Mimi sighed, started paging through a dissolving People that had been left by her table’s previous occupant. “Fine, thanks, and you?”

“About what you said.”

Mimi paused over a homely family posed in front of their house — the damp-looking child had survived some illness — and sipped at the milk froth in her cup. Everyone was so full of stuff that it turned out they didn’t really need. How much could you clean out and still be alive? Blood, appendixes, kidneys. Mothers, fathers, love.

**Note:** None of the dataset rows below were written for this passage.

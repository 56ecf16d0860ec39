//! Quest progress state machine.
//!
//! Three states: `not_started` -> `in_progress` -> `completed`. Completed
//! is terminal; only deleting the row (an administrative action outside
//! this component) resets a quest.

use crate::types::{ProgressStatus, QuestProgress};
use chrono::{DateTime, Utc};
use uuid::Uuid;

impl QuestProgress {
    /// Fresh progress row in the initial state
    pub fn new(quest_id: Uuid, now: DateTime<Utc>) -> Self {
        Self {
            quest_id,
            status: ProgressStatus::NotStarted,
            started_at: None,
            completed_at: None,
            updated_at: now,
        }
    }

    /// Mark the quest as opened.
    ///
    /// Moves `not_started` to `in_progress` and stamps `started_at` if
    /// unset. Idempotent: opening an in-progress or completed quest is a
    /// no-op.
    pub fn open(&mut self, now: DateTime<Utc>) {
        if self.status != ProgressStatus::NotStarted {
            return;
        }
        self.status = ProgressStatus::InProgress;
        if self.started_at.is_none() {
            self.started_at = Some(now);
        }
        self.updated_at = now;
        tracing::debug!("Quest {} opened", self.quest_id);
    }

    /// Mark the quest as completed.
    ///
    /// Always transitions to `completed` regardless of the prior state,
    /// back-filling `started_at` when the quest was never opened. Repeated
    /// calls simply refresh `completed_at`.
    pub fn complete(&mut self, now: DateTime<Utc>) {
        self.status = ProgressStatus::Completed;
        if self.started_at.is_none() {
            self.started_at = Some(now);
        }
        self.completed_at = Some(now);
        self.updated_at = now;
        tracing::debug!("Quest {} completed", self.quest_id);
    }
}

#[cfg(test)]
mod tests {
    use super::*;

    #[test]
    fn test_fresh_progress_is_not_started() {
        let progress = QuestProgress::new(Uuid::new_v4(), Utc::now());
        assert_eq!(progress.status, ProgressStatus::NotStarted);
        assert!(progress.started_at.is_none());
        assert!(progress.completed_at.is_none());
    }

    #[test]
    fn test_open_moves_to_in_progress() {
        let now = Utc::now();
        let mut progress = QuestProgress::new(Uuid::new_v4(), now);

        progress.open(now);
        assert_eq!(progress.status, ProgressStatus::InProgress);
        assert_eq!(progress.started_at, Some(now));
    }

    #[test]
    fn test_second_open_is_a_noop() {
        let first = Utc::now();
        let mut progress = QuestProgress::new(Uuid::new_v4(), first);
        progress.open(first);

        let later = first + chrono::Duration::minutes(5);
        progress.open(later);

        assert_eq!(progress.status, ProgressStatus::InProgress);
        assert_eq!(progress.started_at, Some(first));
        assert_eq!(progress.updated_at, first);
    }

    #[test]
    fn test_open_after_complete_is_a_noop() {
        let now = Utc::now();
        let mut progress = QuestProgress::new(Uuid::new_v4(), now);
        progress.complete(now);

        progress.open(now + chrono::Duration::minutes(1));
        assert_eq!(progress.status, ProgressStatus::Completed);
    }

    #[test]
    fn test_complete_from_not_started_backfills_started_at() {
        let now = Utc::now();
        let mut progress = QuestProgress::new(Uuid::new_v4(), now);

        progress.complete(now);
        assert_eq!(progress.status, ProgressStatus::Completed);
        assert_eq!(progress.started_at, Some(now));
        assert_eq!(progress.completed_at, Some(now));
    }

    #[test]
    fn test_repeat_complete_refreshes_completed_at() {
        let first = Utc::now();
        let mut progress = QuestProgress::new(Uuid::new_v4(), first);
        progress.open(first);
        progress.complete(first);

        let later = first + chrono::Duration::hours(1);
        progress.complete(later);

        assert_eq!(progress.completed_at, Some(later));
        assert_eq!(progress.started_at, Some(first));
    }
}
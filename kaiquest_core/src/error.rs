//! Error types for the kaiquest_core library.

use std::io;

/// Result type alias using our Error type
pub type Result<T> = std::result::Result<T, Error>;

/// Core error type for kaiquest_core operations
#[derive(Debug, thiserror::Error)]
pub enum Error {
    /// IO error occurred
    #[error("IO error: {0}")]
    Io(#[from] io::Error),

    /// JSON serialization/deserialization error
    #[error("JSON error: {0}")]
    Json(#[from] serde_json::Error),

    /// TOML parsing error
    #[error("TOML error: {0}")]
    Toml(#[from] toml::de::Error),

    /// Configuration validation error
    #[error("Configuration error: {0}")]
    Config(String),

    /// Store/state management error
    #[error("Store error: {0}")]
    Store(String),

    /// Requested record does not exist
    #[error("Not found: {0}")]
    NotFound(String),

    /// Generic error
    #[error("{0}")]
    Other(String),
}
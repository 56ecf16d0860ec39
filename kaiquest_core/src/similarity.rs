//! Fuzzy string similarity for kai deduplication.
//!
//! Implements a Ratcliff-Obershelp style ratio: twice the number of
//! characters in the recursively-found longest matching blocks, divided by
//! the combined length of both strings. Comparison is over Unicode scalar
//! values so multi-byte text works the same as ASCII.

use std::collections::HashMap;

/// Similarity of two strings in [0.0, 1.0].
///
/// Reflexive (`ratio(s, s) == 1.0`), symmetric, and 0.0 for strings with
/// no characters in common. Two empty strings score 1.0.
pub fn ratio(a: &str, b: &str) -> f64 {
    let a: Vec<char> = a.chars().collect();
    let b: Vec<char> = b.chars().collect();
    let total = a.len() + b.len();
    if total == 0 {
        return 1.0;
    }
    let matched = match_count(&a, &b);
    2.0 * matched as f64 / total as f64
}

/// Total characters covered by matching blocks between `a` and `b`.
///
/// Finds the longest matching block, then recurses into the unmatched
/// pieces on either side of it.
fn match_count(a: &[char], b: &[char]) -> usize {
    if a.is_empty() || b.is_empty() {
        return 0;
    }
    let (ai, bi, size) = longest_match(a, b);
    if size == 0 {
        return 0;
    }
    size + match_count(&a[..ai], &b[..bi]) + match_count(&a[ai + size..], &b[bi + size..])
}

/// Longest matching block as (start in a, start in b, length).
///
/// Earliest block wins among equals, which keeps the result deterministic
/// under argument order.
fn longest_match(a: &[char], b: &[char]) -> (usize, usize, usize) {
    let mut b_positions: HashMap<char, Vec<usize>> = HashMap::new();
    for (j, &ch) in b.iter().enumerate() {
        b_positions.entry(ch).or_default().push(j);
    }

    let mut best = (0usize, 0usize, 0usize);
    // run_lengths[j] = length of the match ending at a[i], b[j]
    let mut run_lengths: HashMap<usize, usize> = HashMap::new();

    for (i, ch) in a.iter().enumerate() {
        let mut next_runs: HashMap<usize, usize> = HashMap::new();
        if let Some(positions) = b_positions.get(ch) {
            for &j in positions {
                let len = if j == 0 {
                    1
                } else {
                    run_lengths.get(&(j - 1)).copied().unwrap_or(0) + 1
                };
                next_runs.insert(j, len);
                if len > best.2 {
                    best = (i + 1 - len, j + 1 - len, len);
                }
            }
        }
        run_lengths = next_runs;
    }

    best
}

#[cfg(test)]
mod tests {
    use super::*;

    #[test]
    fn test_identical_strings_score_one() {
        assert_eq!(ratio("swim", "swim"), 1.0);
        assert_eq!(ratio("morning walk", "morning walk"), 1.0);
    }

    #[test]
    fn test_both_empty_score_one() {
        assert_eq!(ratio("", ""), 1.0);
    }

    #[test]
    fn test_one_empty_scores_zero() {
        assert_eq!(ratio("swim", ""), 0.0);
        assert_eq!(ratio("", "swim"), 0.0);
    }

    #[test]
    fn test_disjoint_strings_score_zero() {
        assert_eq!(ratio("abc", "xyz"), 0.0);
    }

    #[test]
    fn test_symmetric() {
        let pairs = [
            ("swim", "swiming"),
            ("reading before bed", "reading"),
            ("abcd", "bcda"),
            ("", "notempty"),
        ];
        for (a, b) in pairs {
            assert_eq!(ratio(a, b), ratio(b, a), "asymmetric for {:?}/{:?}", a, b);
        }
    }

    #[test]
    fn test_close_variant_scores_high() {
        // "swim" aligns fully inside "swiming": 2*4/(4+7)
        let score = ratio("swim", "swiming");
        assert!(score > 0.7, "expected > 0.7, got {}", score);
    }

    #[test]
    fn test_unrelated_phrases_score_low() {
        let score = ratio("swim", "reading");
        assert!(score < 0.4, "expected < 0.4, got {}", score);
    }

    #[test]
    fn test_multibyte_text() {
        assert_eq!(ratio("朝の散歩", "朝の散歩"), 1.0);
        let score = ratio("朝の散歩", "朝のさんぽ");
        assert!(score > 0.0 && score < 1.0);
    }

    #[test]
    fn test_known_ratio_value() {
        // One shared block of 2 ("ab"): 2*2/(3+3)
        let score = ratio("abx", "yab");
        assert!((score - 2.0 / 3.0).abs() < 1e-9);
    }
}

What was it that kept her alive, if not all of these things?

“About the kidney.”

Mimi breathed in froth and coughed. The scorched milk vapored too-sweetly around her throat, bubbles clinging to cilia. “Oh, right,” she managed. “How’s that going?” She tried to make her way to the water pitcher on the counter without knocking anyone’s table with her ridiculously rotund jacket, collapsing her throat around the coughs until she poured herself a paper cup of room-temperature tap water and sucked it down. Aunt Jan was saying it was bad, oh it was very bad. The water just made Mimi cough more, and she gasped for air and honked out a goosey cough that masked, she hoped, oh how she hoped, the screeching, burning, churning fart that finally, now, erupted from her guts. It sounded like a steamboat warning another steamboat of its approach, like an animal in distress, shrieking out from her sweatpants. It was so hot and fumy it stung her skin.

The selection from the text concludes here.